H.I. : Notre cinéma sort en salles mais il ne reste pas longtemps à l'affiche. C'est dû à des résultats en salle extrêmement mitigés. Les films qui sont sortis dernièrement ont fait des entrées entre 3.000 et 30.000 spectateurs. Quarante mille pour les meilleurs. Même la sortie récente du  Fils des frères Dardenne est en deçà de la réputation du film, acquise notamment au Festival International du Film de Cannes avec le Prix d'interprétation décerné à Olivier Gourmet et ,cela, malgré le relais médiatique important que l'on en a fait. Il a mieux marché en France, comme c'est le cas pour la plupart des films belges ayant une certaine notoriété. La France est un marché plus large, mais même proportionnellement, l'accueil y est meilleur. On en revient à cette question lancinante : pourquoi l'intérêt de notre public n'est-il pas à la hauteur de la réputation qu'a réussi à construire le cinéma belge sur le plan international. Ces films ne méritent pas ce manque d'engouement de la part de notre public. Nous n'avons pas un public de supporters pour notre création. Comment se peut-il que nous n'ayons pas le même engouement pour notre cinéma que pour Justine Hénin ou Kim Klijsters. Là, on a un défi terrible. Nous devons chercher des solutions car il y a une réelle frustration de ma part, par rapport à la place que mérite réellement ces auteurs et que, paradoxalement, ils rencontrent moins chez nous qu'à l'extérieur, en France en particulier.

 

C. : En amont, la détaxation fiscale que représente le tax-shelter, sera-t-elle, un incitant suffisant pour doper une production dont les moyens financiers - via l'aide publique - n'ont pas augmenté alors que les projets se pressent au portillon. N'y a-t-il pas moyen de prélever une taxe -si minime fut-elle - sur le ticket d'entrée du cinéma. Ce qui a permis, vous le savez, au cinéma français de maintenir sa production ?
H.I.
 : C'est une hypothèse déjà mise sur la table depuis plusieurs années ce qui ne signifie pas qu'elle ne soit plus d'actualité. Il faut penser à y ajouter également une taxe sur la distribution des cassettes vidéo et des DVD. Au début, le Ministre Miller était réticent car il craignait que cela soit ressenti par les consommateurs comme une taxe supplémentaire. Mais cela devient indispensable car notre cinéma va étouffer; les budgets publics n'étant pas en augmentation, la dotation stagne, alors que les gens du cinéma ont fait plus que leurs preuves dans leur travail personnel, dans leurs oeuvres. Je suis favorable à cette question et depuis plusieurs années.
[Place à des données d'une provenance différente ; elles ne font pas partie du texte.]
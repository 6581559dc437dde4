//! Line normalization and depth tagging
//!
//! Raw description text is cleaned up line by line before tree
//! reconstruction: comment lines are dropped, characters that would break
//! Graphviz DOT syntax are escaped, and tabs are expanded to spaces. Each
//! surviving line is then tagged with its nesting depth.

use super::config::ParseConfig;

/// One task line after normalization: nesting depth plus the trimmed text
/// with its leading marker token still attached.
#[derive(Debug, Clone, PartialEq, Eq, Hash)]
pub struct TaskLine {
    pub depth: usize,
    pub text: String,
}

/// Normalizes description text into comment-free, escaped, non-empty lines.
///
/// Tabs expand to `indent_width` spaces so depth tagging only ever sees
/// space indentation.
pub fn normalize(text: &str, config: &ParseConfig) -> Vec<String> {
    text.lines()
        .filter(|line| {
            let stripped = line.trim_start();
            config
                .comment_markers
                .iter()
                .all(|marker| !stripped.contains(marker.as_str()))
        })
        .map(escape_for_dot)
        .map(|line| line.replace('\t', &" ".repeat(config.indent_width)))
        .filter(|line| !line.trim().is_empty())
        .collect()
}

/// Replaces characters that would corrupt DOT node identifiers.
///
/// A colon inside a node name is DOT port syntax, so it gets a lookalike
/// substitute instead of an escape.
fn escape_for_dot(line: &str) -> String {
    line.replace(':', "Ë").replace('(', "\\(").replace(')', "\\)")
}

/// Tags a normalized line with its nesting depth.
///
/// Depth is leading spaces divided by `indent_width`, truncating toward
/// zero. Misaligned indentation is not an error; it silently rounds down.
pub fn tag(line: &str, config: &ParseConfig) -> TaskLine {
    let indentation = line.chars().take_while(|c| *c == ' ').count();

    TaskLine {
        depth: indentation / config.indent_width,
        text: line.trim_start().to_string(),
    }
}

/// Returns true if the task text starts with a done marker.
pub fn is_done(task: &str, config: &ParseConfig) -> bool {
    config
        .done_markers
        .iter()
        .any(|marker| task.starts_with(marker.as_str()))
}

/// Extracts the canonical task name by dropping the leading marker token.
///
/// The format requires exactly one token before the task text, whether it
/// is a done marker or a placeholder.
pub fn task_name(task: &str) -> String {
    let mut tokens = task.split(' ');
    tokens.next();
    tokens.collect::<Vec<_>>().join(" ").trim_start().to_string()
}
//! Main CLI application structure

use std::path::PathBuf;

use anyhow::Result;
use clap::{Parser, Subcommand};

use super::output::{Output, OutputFormat};
use super::{render_cmd, watch};

#[derive(Parser)]
#[command(name = "mikado")]
#[command(author, version, about = "Draw dependency graphs for the Mikado refactoring method")]
#[command(propagate_version = true)]
pub struct Cli {
    /// Output format
    #[arg(long, short = 'f', global = true, default_value = "text")]
    pub format: OutputFormat,

    /// Enable verbose output for debugging
    #[arg(long, short = 'v', global = true)]
    pub verbose: bool,

    #[command(subcommand)]
    pub command: Commands,
}

#[derive(Subcommand)]
pub enum Commands {
    /// Render a mikado description to a Graphviz graph
    Render {
        /// Mikado description file
        file: PathBuf,

        /// Output file base name, no extension (defaults to the description file stem)
        #[arg(long, short)]
        output: Option<PathBuf>,

        /// Also run Graphviz to produce this format (pdf, png, svg, ...)
        #[arg(long, short = 'T')]
        graph_format: Option<String>,

        /// Open the generated graph
        #[arg(long)]
        view: bool,
    },

    /// Parse a description and report graph statistics
    Check {
        /// Mikado description file
        file: PathBuf,
    },

    /// Watch a description file and re-render on change
    Watch {
        /// Mikado description file
        file: PathBuf,

        /// Output file base name, no extension (defaults to the description file stem)
        #[arg(long, short)]
        output: Option<PathBuf>,

        /// Also run Graphviz to produce this format (pdf, png, svg, ...)
        #[arg(long, short = 'T')]
        graph_format: Option<String>,

        /// Debounce delay in milliseconds
        #[arg(long, default_value = "500")]
        debounce_ms: u64,
    },
}

/// Main entry point for the CLI
pub fn run() -> Result<()> {
    let cli = Cli::parse();
    let output = Output::new(cli.format, cli.verbose);

    output.verbose("Mikado CLI starting");

    match cli.command {
        Commands::Render {
            file,
            output: out,
            graph_format,
            view,
        } => {
            output.verbose_ctx("render", &format!("Rendering {}", file.display()));
            render_cmd::render(&output, &file, out, graph_format, view)?;
        }

        Commands::Check { file } => {
            output.verbose_ctx("check", &format!("Checking {}", file.display()));
            render_cmd::check(&output, &file)?;
        }

        Commands::Watch {
            file,
            output: out,
            graph_format,
            debounce_ms,
        } => {
            output.verbose_ctx("watch", &format!("Watching {}", file.display()));
            watch::run(&output, &file, out, graph_format, debounce_ms)?;
        }
    }

    output.verbose("Command completed successfully");
    Ok(())
}
//! Graphviz DOT backend
//!
//! Emits a strict digraph drawn bottom-to-top: prerequisites point up at
//! the tasks depending on them. Done tasks and edges are dark green, open
//! ones firebrick red; goals get a double outline.

use crate::domain::{Edge, MikadoGraph, Node};

/// A rendering backend consuming nodes and edges one at a time
pub trait GraphBackend {
    fn add_node(&mut self, node: &Node);
    fn add_edge(&mut self, edge: &Edge);
}

/// Accumulates DOT statements for a mikado graph
#[derive(Debug)]
pub struct DotBackend {
    body: String,
}

impl DotBackend {
    pub fn new() -> Self {
        Self {
            body: String::from("strict digraph {\n    rankdir=BT\n"),
        }
    }

    /// Closes the digraph and returns the DOT source
    pub fn finish(mut self) -> String {
        self.body.push_str("}\n");
        self.body
    }

    fn color(done: bool) -> &'static str {
        if done {
            "darkgreen"
        } else {
            "firebrick"
        }
    }
}

impl Default for DotBackend {
    fn default() -> Self {
        Self::new()
    }
}

impl GraphBackend for DotBackend {
    fn add_node(&mut self, node: &Node) {
        let color = Self::color(node.done);
        let peripheries = if node.goal { 2 } else { 1 };
        self.body.push_str(&format!(
            "    \"{}\" [color={} fontcolor={} peripheries={}]\n",
            node.name, color, color, peripheries
        ));
    }

    fn add_edge(&mut self, edge: &Edge) {
        self.body.push_str(&format!(
            "    \"{}\" -> \"{}\" [color={}]\n",
            edge.src,
            edge.dst,
            Self::color(edge.done)
        ));
    }
}

/// Renders a whole graph to DOT source
pub fn render_dot(graph: &MikadoGraph) -> String {
    let mut backend = DotBackend::new();

    for node in graph.nodes() {
        backend.add_node(node);
    }
    for edge in graph.edges() {
        backend.add_edge(edge);
    }

    backend.finish()
}
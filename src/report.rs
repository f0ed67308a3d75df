use anyhow::Result;
use chrono::Local;
use std::fs;
use std::path::{Path, PathBuf};

use crate::metrics::Metrics;
use crate::testcase::TestCase;

/// Write the generated test cases as a CSV dataset and return its path.
pub fn write_test_cases_csv(test_cases: &[TestCase], output_dir: &Path) -> Result<PathBuf> {
    fs::create_dir_all(output_dir)?;
    let output_path = output_dir.join("generated_test_cases.csv");

    let mut writer = csv::Writer::from_path(&output_path)?;
    for case in test_cases {
        writer.serialize(case)?;
    }
    writer.flush()?;

    Ok(output_path)
}

/// Write the generated test cases as a pretty-printed JSON array and return
/// its path. Same records as the CSV, for consumers that want structured
/// fields instead of flattened strings.
pub fn write_test_cases_json(test_cases: &[TestCase], output_dir: &Path) -> Result<PathBuf> {
    fs::create_dir_all(output_dir)?;
    let output_path = output_dir.join("generated_test_cases.json");

    let file = fs::File::create(&output_path)?;
    serde_json::to_writer_pretty(file, test_cases)?;

    Ok(output_path)
}

/// Print the coverage summary in the run log.
pub fn print_summary(metrics: &Metrics) {
    println!("{}", "=".repeat(60));
    println!("📈 COVERAGE SUMMARY");
    println!("{}", "=".repeat(60));
    println!("Requirements Coverage: {:.1}%", metrics.requirements_coverage);
    println!("Total Test Cases: {}", metrics.total_test_cases);

    if !metrics.category_distribution.is_empty() {
        println!("\nTest Category Distribution:");
        for (category, count) in &metrics.category_distribution {
            println!(" - {}: {}", category, count);
        }
    }
}

/// Render a markdown report with the summary table and a sample of the
/// generated cases.
pub fn format_markdown_report(test_cases: &[TestCase], metrics: &Metrics) -> String {
    let mut output = String::new();

    output.push_str("# 🧪 Test Case Generation Report\n\n");
    output.push_str(&format!("*Generated on: {}*\n\n", Local::now().format("%Y-%m-%d %H:%M:%S")));

    output.push_str("## 📈 Coverage Summary\n\n");
    output.push_str(&format!(
        "- **Requirements Coverage:** {:.1}%\n",
        metrics.requirements_coverage
    ));
    output.push_str(&format!("- **Total Test Cases:** {}\n\n", metrics.total_test_cases));

    if !metrics.category_distribution.is_empty() {
        output.push_str("## 📊 Category Distribution\n\n");
        output.push_str("| Category | Test Cases |\n");
        output.push_str("|----------|------------|\n");
        for (category, count) in &metrics.category_distribution {
            output.push_str(&format!("| {} | {} |\n", category, count));
        }
        output.push('\n');
    }

    if !test_cases.is_empty() {
        output.push_str("## 📝 Generated Test Cases\n\n");
        for case in test_cases {
            output.push_str(&format!("### {} — {}\n\n", case.test_id, case.test_name));
            output.push_str(&format!("**Requirement:** {}\n\n", case.requirement_id));
            output.push_str(&format!("**Description:** {}\n\n", case.test_description));
            output.push_str(&format!(
                "**Category:** {} | **Priority:** {} | **Confidence:** {:.2}\n\n",
                case.test_category, case.priority, case.confidence_score
            ));
            output.push_str("**Preconditions:**\n\n");
            output.push_str(&format!("```\n{}\n```\n\n", case.preconditions));
            output.push_str("**Steps:**\n\n");
            output.push_str(&format!("```\n{}\n```\n\n", case.test_steps));
            output.push_str(&format!("**Expected Result:** {}\n\n", case.expected_result));
        }
    }

    output
}

pub fn write_markdown_report(
    test_cases: &[TestCase],
    metrics: &Metrics,
    output_dir: &Path,
) -> Result<PathBuf> {
    fs::create_dir_all(output_dir)?;
    let output_path = output_dir.join("test_case_report.md");
    fs::write(&output_path, format_markdown_report(test_cases, metrics))?;
    Ok(output_path)
}
use serde::{Deserialize, Serialize};

/// Closed set of test-intent categories.
#[derive(Debug, Clone, Copy, PartialEq, Eq, Hash, PartialOrd, Ord, Serialize, Deserialize)]
pub enum Category {
    #[serde(rename = "functional_test")]
    Functional,
    #[serde(rename = "boundary_test")]
    Boundary,
    #[serde(rename = "negative_test")]
    Negative,
    #[serde(rename = "performance_test")]
    Performance,
    #[serde(rename = "security_test")]
    Security,
}

impl Category {
    pub const ALL: [Category; 5] = [
        Category::Functional,
        Category::Boundary,
        Category::Negative,
        Category::Performance,
        Category::Security,
    ];

    /// Dataset label, e.g. "security_test".
    pub fn label(&self) -> &'static str {
        match self {
            Category::Functional => "functional_test",
            Category::Boundary => "boundary_test",
            Category::Negative => "negative_test",
            Category::Performance => "performance_test",
            Category::Security => "security_test",
        }
    }

    /// Human-readable name used in generated test names, e.g. "Security".
    pub fn display_name(&self) -> &'static str {
        match self {
            Category::Functional => "Functional",
            Category::Boundary => "Boundary",
            Category::Negative => "Negative",
            Category::Performance => "Performance",
            Category::Security => "Security",
        }
    }
}

impl std::fmt::Display for Category {
    fn fmt(&self, f: &mut std::fmt::Formatter<'_>) -> std::fmt::Result {
        write!(f, "{}", self.label())
    }
}

/// A weak-supervision training pair. Owned by the classifier during training
/// and discarded afterwards.
#[derive(Debug, Clone)]
pub struct LabeledExample {
    pub text: String,
    pub category: Category,
}

/// Ordered keyword cascade, first match wins. The order is significant:
/// "unauthorized login fails" must label as security, not negative.
const CATEGORY_RULES: &[(&[&str], Category)] = &[
    (
        &["login", "authenticate", "password", "permission", "unauthorized"],
        Category::Security,
    ),
    (
        &["performance", "speed", "load", "concurrent", "response time"],
        Category::Performance,
    ),
    (
        &["invalid", "error", "exception", "fail", "wrong"],
        Category::Negative,
    ),
    (
        &["maximum", "minimum", "limit", "boundary", "range"],
        Category::Boundary,
    ),
];

/// Assign a heuristic category to a requirement text.
///
/// This bootstraps training labels only; the intent classifier is trained to
/// generalize beyond these exact keywords. Matching is case-insensitive
/// substring membership.
pub fn weak_label(text: &str) -> Category {
    let lower = text.to_lowercase();
    for (keywords, category) in CATEGORY_RULES {
        if keywords.iter().any(|kw| lower.contains(kw)) {
            return *category;
        }
    }
    Category::Functional
}

/// Build the weak-supervision training set for a cleaned corpus.
pub fn build_training_data(texts: &[String]) -> Vec<LabeledExample> {
    texts
        .iter()
        .filter(|t| !t.trim().is_empty())
        .map(|t| LabeledExample {
            text: t.clone(),
            category: weak_label(t),
        })
        .collect()
}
Mais c'est une négociation difficile, car il y a la perception de la taxe par les consommateurs. De plus, certaines salles de cinéma, paient des taxes communales, et d'autres salles ne faisant pas partie des grands complexes, ont de grandes difficultés à survivre.

 

C. : Il y a peu, le quotidien « Le Monde » titrait à la « une » : « Le DVD dope le cinéma » et y consacrait deux pleines pages. Le DVD n'affectant pas la fréquentation des salles. Par ailleurs qu'en est-il de la diffusion de notre patrimoine cinématographique sur ce support ?
H. I. : Le DVD est un bond extraordinaire pour le cinéma. Concernant notre patrimoine, nous avons demandé à l'asbl Boomerang Classics de procéder à l'édition d'un premier DVD consacré à André Delvaux. Selon la volonté de celui-ci, c'est Rendez-vous à Bray qui devrait être prioritaire, alors que la Commuanuté flamande et la Cinémathèque royale ont annoncé l'édition de l'Homme au crâne rasé.

 

C. : le DVD n'est-il pas, par ses facultés d'interaction, un moyen de développer des cours de cinéma ?
H. I. : On l'a dit pour la vidéo aussi. Le DVD est un support formidable pour ceux qui défendent le patrimoine et le patrimoine vivant aussi. L'éducation à l'image doit entrer dans l'enseignement, au même titre que la littérature. L'apprentissage de l'écriture de l'image doit être reposée avec les créateurs et les professionnels pour aboutir à une programmation dans les écoles.